**YOUR GOAL:**
For the data below, give the number of lines that include the word "derive" and nothing else.

**DATA SHOWN:**

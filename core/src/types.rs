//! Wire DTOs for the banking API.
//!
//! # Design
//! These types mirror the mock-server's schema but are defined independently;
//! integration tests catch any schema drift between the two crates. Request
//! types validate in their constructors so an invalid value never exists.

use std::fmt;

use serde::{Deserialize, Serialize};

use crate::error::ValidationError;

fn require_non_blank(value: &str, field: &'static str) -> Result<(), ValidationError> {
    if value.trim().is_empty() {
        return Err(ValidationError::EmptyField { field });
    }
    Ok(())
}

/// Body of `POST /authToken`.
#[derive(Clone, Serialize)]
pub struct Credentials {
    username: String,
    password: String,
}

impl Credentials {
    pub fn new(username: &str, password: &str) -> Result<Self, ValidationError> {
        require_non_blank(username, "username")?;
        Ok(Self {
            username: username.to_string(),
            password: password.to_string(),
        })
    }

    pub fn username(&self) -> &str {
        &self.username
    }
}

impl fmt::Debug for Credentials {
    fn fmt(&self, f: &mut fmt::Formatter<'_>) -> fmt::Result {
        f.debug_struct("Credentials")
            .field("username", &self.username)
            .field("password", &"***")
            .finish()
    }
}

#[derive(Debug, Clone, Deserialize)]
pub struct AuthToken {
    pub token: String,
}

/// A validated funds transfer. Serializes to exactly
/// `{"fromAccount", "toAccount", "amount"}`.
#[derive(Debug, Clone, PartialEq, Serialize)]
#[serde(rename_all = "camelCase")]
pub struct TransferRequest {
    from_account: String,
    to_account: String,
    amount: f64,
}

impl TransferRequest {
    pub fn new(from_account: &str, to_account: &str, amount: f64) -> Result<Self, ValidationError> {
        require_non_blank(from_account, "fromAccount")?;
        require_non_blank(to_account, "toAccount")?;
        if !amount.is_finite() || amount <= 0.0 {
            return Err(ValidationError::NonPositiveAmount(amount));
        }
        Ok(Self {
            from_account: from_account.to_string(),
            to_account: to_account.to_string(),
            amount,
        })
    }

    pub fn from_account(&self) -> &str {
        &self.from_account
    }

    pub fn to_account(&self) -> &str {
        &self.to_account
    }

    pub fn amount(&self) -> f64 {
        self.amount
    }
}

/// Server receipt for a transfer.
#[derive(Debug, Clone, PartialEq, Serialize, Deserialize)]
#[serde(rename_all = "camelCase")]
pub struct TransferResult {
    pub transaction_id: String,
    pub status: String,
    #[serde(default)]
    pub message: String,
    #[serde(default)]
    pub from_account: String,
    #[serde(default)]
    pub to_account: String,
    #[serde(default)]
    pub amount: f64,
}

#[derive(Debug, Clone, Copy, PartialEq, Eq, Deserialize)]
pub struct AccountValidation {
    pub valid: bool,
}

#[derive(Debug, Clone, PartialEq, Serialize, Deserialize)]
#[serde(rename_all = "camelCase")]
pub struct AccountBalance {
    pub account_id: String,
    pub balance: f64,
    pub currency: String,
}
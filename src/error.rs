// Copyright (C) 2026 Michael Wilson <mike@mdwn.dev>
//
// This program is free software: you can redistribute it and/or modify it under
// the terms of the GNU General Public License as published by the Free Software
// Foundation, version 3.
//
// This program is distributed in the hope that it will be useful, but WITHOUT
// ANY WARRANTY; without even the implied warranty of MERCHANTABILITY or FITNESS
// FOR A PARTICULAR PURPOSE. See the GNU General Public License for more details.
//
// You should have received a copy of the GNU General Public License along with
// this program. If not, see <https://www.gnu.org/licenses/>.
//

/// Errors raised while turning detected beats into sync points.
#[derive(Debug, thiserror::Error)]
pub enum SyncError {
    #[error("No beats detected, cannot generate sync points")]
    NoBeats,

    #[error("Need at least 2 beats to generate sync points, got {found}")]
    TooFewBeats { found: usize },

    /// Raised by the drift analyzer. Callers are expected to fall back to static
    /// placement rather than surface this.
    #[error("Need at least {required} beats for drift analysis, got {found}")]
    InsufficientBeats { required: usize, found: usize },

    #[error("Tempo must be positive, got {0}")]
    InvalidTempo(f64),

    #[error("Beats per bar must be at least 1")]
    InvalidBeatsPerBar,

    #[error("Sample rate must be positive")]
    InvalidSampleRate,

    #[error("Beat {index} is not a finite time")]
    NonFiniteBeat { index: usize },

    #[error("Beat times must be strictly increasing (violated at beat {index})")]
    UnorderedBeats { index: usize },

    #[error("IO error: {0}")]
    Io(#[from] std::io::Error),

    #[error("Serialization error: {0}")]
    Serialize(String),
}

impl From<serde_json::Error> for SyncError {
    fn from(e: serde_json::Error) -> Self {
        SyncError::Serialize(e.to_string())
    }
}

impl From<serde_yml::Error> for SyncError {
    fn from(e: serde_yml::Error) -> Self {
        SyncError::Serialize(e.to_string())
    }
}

**OUTPUT FOR THIS TASK:**
7